Yeah, it's tough is what we got to say. I'm in the same condition. I've got some of my corn that doesn't look amazing. Both of our stuff looks pretty darn good and it's going to compete really well with... We're always comparing how we trend above county average. So we just want to maintain or grow our spread beyond county average. It's how we've been monitoring. But I mean, it's not going to be perfect every year. We're in an extreme situation on our farm since the first week of May. Yeah, we've had 0.5 inches of rain. That is tough. We've built some amazing soil health. We've built some awesome resiliency into our system, but we're not there yet. I mean, we're not ready for this extreme, and we're 10 years into cover crops and more than 40 years into No-T`ill, and we're still not fully there now.

We're not going to have an insurance claim. We're still going to be profitable. We're not going to pose a liability on the taxpayer, which I think... I'm saying that because it's just really empowering. I don't know. It just makes you feel better that you're more in control. We feel like we're more in control. We feel like we're more resilient and prepared for any scenario, and this year it's tough and next year it's going to be different. And we're going to live to fight another year and our systems in a good resilient spot. And luckily, our cost of production is incredibly low and therefore our risk is incredibly low.

But I mean, I've got some of my farmers that we've got a disaster and I think what we've got to continue to make sure that we do to avoid issues in the future is I like keeping to the light rate to cover crop. Planting green is still what I recommend. And then we just need to be maybe not quite as aggressive on waiting a long time to terminate if we do think it's going to be dry or if we are a little scared or if we don't have that resiliency yet. We've just got to factor some of that in, maybe swallow some of our pride when we're in the heat of it, which is talking out loud for myself here. I want to go full bore. I want to go full speed ahead, but also we have to keep in mind we're playing the long-term game here and we need to make sure that we keep profitable in the short term and still maintain those long-term outcomes.

Frank Lessiter:

Well, and it's like driving down the road. I mean you know that things are tough for you. You drive down the road and you see other farmers that aren't doing what you're doing and they're worse off this year.

Mitchell Hora:

Yeah. And it's all over the place. I mean, some guys crop looks really good. The rains have just been so incredibly spotty that it's just really variable. And I haven't been out and about quite as much this year as what I have over the last couple years. My wife and I had a son a week and a half ago, so-

Frank Lessiter:

Oh, congratulations.

Mitchell Hora:

... I've been mostly hanging out close... thank you. Yeah, I've been mostly hanging out closer to home, so I haven't got quite as much crop scouting in or 55 mile an hour crop scouting. Haven't done as much here this year, but I know this drought situation is pretty widespread and luckily our commodity prices are still good and we need to, like I said, continue to be resilient.

Frank Lessiter:

Right. Let's switch topics here a little. You recently came out with some new ideas on carbon and carbon sequestration. Explain those to our listeners.

Mitchell Hora:

Yeah, Frank, I was hoping, if you were going to bring it up. I was going to bring it up because-

Frank Lessiter:

All right.

Mitchell Hora:

... this is the biggest thing. I'm just so convinced and I'm so excited to chat. Okay, so we've been talking carbon, carbon, carbon for the last multiple years. It's all been about carbon and these carbon offset programs. Forget about all that. For listeners for you, don't put these two things in the same bucket. Those are carbon offset programs plan into voluntary carbon markets where we're trying to create a carbon credit as a new commodity on its own and sell it for 30, 40 bucks a time. Where things are shifting is towards carbon intensity, which is essentially the carbon footprint of the bushel or of your actual production. Basically your farm's carbon footprint and your bushels coming off your farm or the milk or the meat or whatever is coming off, it all has a carbon footprint.

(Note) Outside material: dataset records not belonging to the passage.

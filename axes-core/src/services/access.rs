//! Service for recording login attempts and access history.
//!
//! The authentication middleware calls [`AccessService::record_attempt`] on
//! every login try, [`AccessService::record_access`] once a session starts and
//! [`AccessService::record_logout`] when it ends. Lockout decisions are left to
//! the caller.
//!
//! # Example
//!
//! ```rust,ignore
//! use axes_core::services::AccessService;
//!
//! let service = AccessService::new(storage);
//! let log = service.record_access(new_log).await?;
//! service.record_logout(log.id).await?;
//! ```

use std::sync::Arc;

use chrono::{DateTime, Utc};

use crate::{
    AccessAttempt, AccessLog, AccessQuery, Error, NewAccessAttempt, NewAccessLog,
    repositories::{AccessAttemptRepository, AccessLogRepository, RepositoryProvider},
};

/// Counts removed by [`AccessService::purge_before`].
#[derive(Debug, Clone, Copy, Default, PartialEq, Eq)]
pub struct PurgeSummary {
    pub attempts: u64,
    pub logs: u64,
}

/// Coordinates the attempt and log repositories of a storage backend.
///
/// The service is cheap to clone and can be shared across tasks.
pub struct AccessService<R: RepositoryProvider> {
    provider: Arc<R>,
}

impl<R: RepositoryProvider> Clone for AccessService<R> {
    fn clone(&self) -> Self {
        Self {
            provider: self.provider.clone(),
        }
    }
}

impl<R: RepositoryProvider> AccessService<R> {
    pub fn new(provider: Arc<R>) -> Self {
        Self { provider }
    }

    pub fn provider(&self) -> &Arc<R> {
        &self.provider
    }

    /// Record a login attempt.
    pub async fn record_attempt(&self, attempt: NewAccessAttempt) -> Result<AccessAttempt, Error> {
        let attempt = self.provider.attempts().create(attempt).await?;
        tracing::info!(
            attempt_id = attempt.id,
            username = attempt.access.username.as_deref().unwrap_or_default(),
            ip_address = ?attempt.access.ip_address,
            failures = attempt.failures(),
            "Recorded access attempt"
        );
        Ok(attempt)
    }

    /// Record the start of an authenticated session.
    pub async fn record_access(&self, log: NewAccessLog) -> Result<AccessLog, Error> {
        let log = self.provider.logs().create(log).await?;
        tracing::info!(
            log_id = log.id,
            username = log.access.username.as_deref().unwrap_or_default(),
            ip_address = ?log.access.ip_address,
            "Recorded access log"
        );
        Ok(log)
    }

    /// Stamp the logout time of an access log entry with the current time.
    pub async fn record_logout(&self, log_id: i64) -> Result<AccessLog, Error> {
        let log = self
            .provider
            .logs()
            .set_logout_time(log_id, Utc::now())
            .await
            .inspect_err(|e| tracing::warn!(log_id, error = %e, "Failed to record logout"))?;
        tracing::info!(log_id, "Recorded logout");
        Ok(log)
    }

    /// Attempts matching `query`, most recent first.
    pub async fn recent_attempts(&self, query: &AccessQuery) -> Result<Vec<AccessAttempt>, Error> {
        self.provider.attempts().list(query).await
    }

    /// Access log entries matching `query`, most recent first.
    pub async fn recent_logs(&self, query: &AccessQuery) -> Result<Vec<AccessLog>, Error> {
        self.provider.logs().list(query).await
    }

    /// Sum of [`AccessAttempt::failures`] over the attempts matching `query`.
    pub async fn failures_for(&self, query: &AccessQuery) -> Result<u64, Error> {
        let attempts = self.provider.attempts().list(query).await?;
        Ok(attempts.iter().map(|a| u64::from(a.failures())).sum())
    }

    /// Delete every attempt matching `query`.
    pub async fn reset_attempts(&self, query: &AccessQuery) -> Result<u64, Error> {
        let deleted = self.provider.attempts().delete_matching(query).await?;
        tracing::info!(deleted, "Reset access attempts");
        Ok(deleted)
    }

    /// Delete attempts and log entries created before `cutoff`.
    pub async fn purge_before(&self, cutoff: DateTime<Utc>) -> Result<PurgeSummary, Error> {
        let attempts = self.provider.attempts().delete_before(cutoff).await?;
        let logs = self.provider.logs().delete_before(cutoff).await?;
        tracing::info!(attempts, logs, %cutoff, "Purged old access records");
        Ok(PurgeSummary { attempts, logs })
    }
}
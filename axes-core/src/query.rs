use std::net::IpAddr;

use chrono::{DateTime, Utc};

/// Filter for listing, counting and deleting access records.
///
/// An empty query matches every record.
#[derive(Debug, Clone, Default, PartialEq, Eq)]
pub struct AccessQuery {
    pub username: Option<String>,
    pub ip_address: Option<IpAddr>,
    /// Only records with `attempt_time >= since`
    pub since: Option<DateTime<Utc>>,
    pub limit: Option<u32>,
}

impl AccessQuery {
    pub fn new() -> Self {
        Self::default()
    }

    pub fn username(mut self, username: impl Into<String>) -> Self {
        self.username = Some(username.into());
        self
    }

    pub fn ip_address(mut self, ip_address: IpAddr) -> Self {
        self.ip_address = Some(ip_address);
        self
    }

    pub fn since(mut self, since: DateTime<Utc>) -> Self {
        self.since = Some(since);
        self
    }

    pub fn limit(mut self, limit: u32) -> Self {
        self.limit = Some(limit);
        self
    }

    /// Whether the query has any filter besides `limit`.
    pub fn is_filtered(&self) -> bool {
        self.username.is_some() || self.ip_address.is_some() || self.since.is_some()
    }
}
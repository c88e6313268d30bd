//! Default ordering of access records: most recent `attempt_time` first.

use std::cmp::Ordering;

use crate::access::Access;

/// Comparator placing the more recent record first.
pub fn newest_first<T: Access>(a: &T, b: &T) -> Ordering {
    b.attempt_time().cmp(&a.attempt_time())
}

/// Sort records newest first. Records with equal timestamps keep their order.
pub fn sort_newest_first<T: Access>(records: &mut [T]) {
    records.sort_by(newest_first);
}

#[cfg(test)]
mod tests {
    use super::*;
    use crate::{AccessLog, NewAccessLog, NewAccessRecord};
    use chrono::{Duration, TimeZone, Utc};

    fn log_at(id: i64, minutes: i64) -> AccessLog {
        let base = Utc.with_ymd_and_hms(2024, 1, 1, 0, 0, 0).unwrap();
        let access = NewAccessRecord::builder()
            .user_agent("ua")
            .http_accept("*/*")
            .path_info("/login")
            .build()
            .unwrap();
        NewAccessLog::new(access).into_log(id, base + Duration::minutes(minutes), None)
    }

    #[test]
    fn test_sort_newest_first() {
        let mut logs = vec![log_at(1, 5), log_at(2, 30), log_at(3, 0), log_at(4, 10)];
        sort_newest_first(&mut logs);

        let ids: Vec<i64> = logs.iter().map(|l| l.id).collect();
        assert_eq!(ids, vec![2, 4, 1, 3]);
        assert!(
            logs.windows(2)
                .all(|w| w[0].attempt_time() >= w[1].attempt_time())
        );
    }

    #[test]
    fn test_sort_is_stable_for_equal_times() {
        let mut logs = vec![log_at(1, 0), log_at(2, 0), log_at(3, 1)];
        sort_newest_first(&mut logs);

        let ids: Vec<i64> = logs.iter().map(|l| l.id).collect();
        assert_eq!(ids, vec![3, 1, 2]);
    }

    #[test]
    fn test_sort_empty() {
        let mut logs: Vec<AccessLog> = Vec::new();
        sort_newest_first(&mut logs);
        assert!(logs.is_empty());
    }
}
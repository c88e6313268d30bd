//! Repository trait for login attempt history.

use async_trait::async_trait;
use chrono::{DateTime, Utc};

use crate::{AccessAttempt, AccessQuery, Error, NewAccessAttempt};

/// Repository for [`AccessAttempt`] records.
///
/// Attempts are append-only: there is no update operation. Rows only leave
/// the store through the retention methods.
#[async_trait]
pub trait AccessAttemptRepository: Send + Sync + 'static {
    /// Store a new attempt.
    ///
    /// The implementation assigns the id and stamps `attempt_time` with the
    /// current time. Field constraints are checked before anything is written.
    async fn create(&self, attempt: NewAccessAttempt) -> Result<AccessAttempt, Error>;

    /// Fetch one attempt by id.
    async fn get(&self, id: i64) -> Result<Option<AccessAttempt>, Error>;

    /// Attempts matching `query`, most recent first.
    async fn list(&self, query: &AccessQuery) -> Result<Vec<AccessAttempt>, Error>;

    /// Number of attempts matching `query`. `limit` is ignored.
    async fn count(&self, query: &AccessQuery) -> Result<u64, Error>;

    /// Delete attempts with `attempt_time` strictly before `before`.
    ///
    /// # Returns
    ///
    /// The number of records deleted.
    async fn delete_before(&self, before: DateTime<Utc>) -> Result<u64, Error>;

    /// Delete every attempt matching `query`, e.g. to reset a username or IP.
    ///
    /// `limit` is ignored.
    async fn delete_matching(&self, query: &AccessQuery) -> Result<u64, Error>;
}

That carbon footprint is part of the next guy's carbon footprint and more specifically it's part of their scope three carbon footprint. So a company, let's think about ethanol here for a second because that's the big driver of this carbon intensity and the 45Z tax credit, which is what I'm inferring here. A ethanol company has a scope one carbon footprint, which is their impact at their facility, their direct emissions. They have a scope two carbon footprint, which is their indirect emissions, more specifically usually the energy usage, whether that be fossil fuel energy or renewable energy. Then their scope three carbon footprint is their supply chain, especially the grain that's going into that facility of the corn. A ethanol plant has a average carbon intensity score across the country. There's a variety of metrics, but the one that I use is ethanol has a carbon intensity of 56, and the units on that are 56 grams of GHG equivalent per megajoule of energy.

This is what the units Department of Energy utilizes. Gasoline has a carbon intensity score of around 96, ethanol is 56. And that's grams of GHG equivalents or CO2 equivalents rather than tons like the offset market. So ethanol is 56, 29 of those points come from the corn on average 29. And we have the ability to document a farm's carbon intensity score. We built that into our software. We utilize a tool called GREET, which was developed by the US Department of Energy, but this GREET tool can get you the score and like I said, we've automated the process, corn coming off of our farm, we're getting as low as of a score. It's all field by field, but we're all the way down to, in some cases, a score of negative 10.

Frank Lessiter:

Wow.

Mitchell Hora:

So instead of our corn having a footprint of 29, we're negative 10. So when that ethanol plant buys our corn to produce ethanol, we are selling them carbon negative corn. That when it gets to them, it is already offsetting their carbon footprint and now they are producing very low 45Z tax credit, gives them a tax credit opportunity, which has a maximum value of two pennies per CI point reduction per gallon. Now the stipulation is they have to get below a score of 50. So if a plant is at 56 today, they get nothing until they get below 50. That's why they got to get it going now. That's why there's so many pilot projects going on. Farmers are being asked to share data. The pipeline projects here in Iowa are really being pushed and talked about a lot. It's because these groups need to get their CI below 50. A way to do that is by buying corn that instead of contributing 29 points to your carbon intensity score, it contributes closer to zero or in the case of our corn even negative.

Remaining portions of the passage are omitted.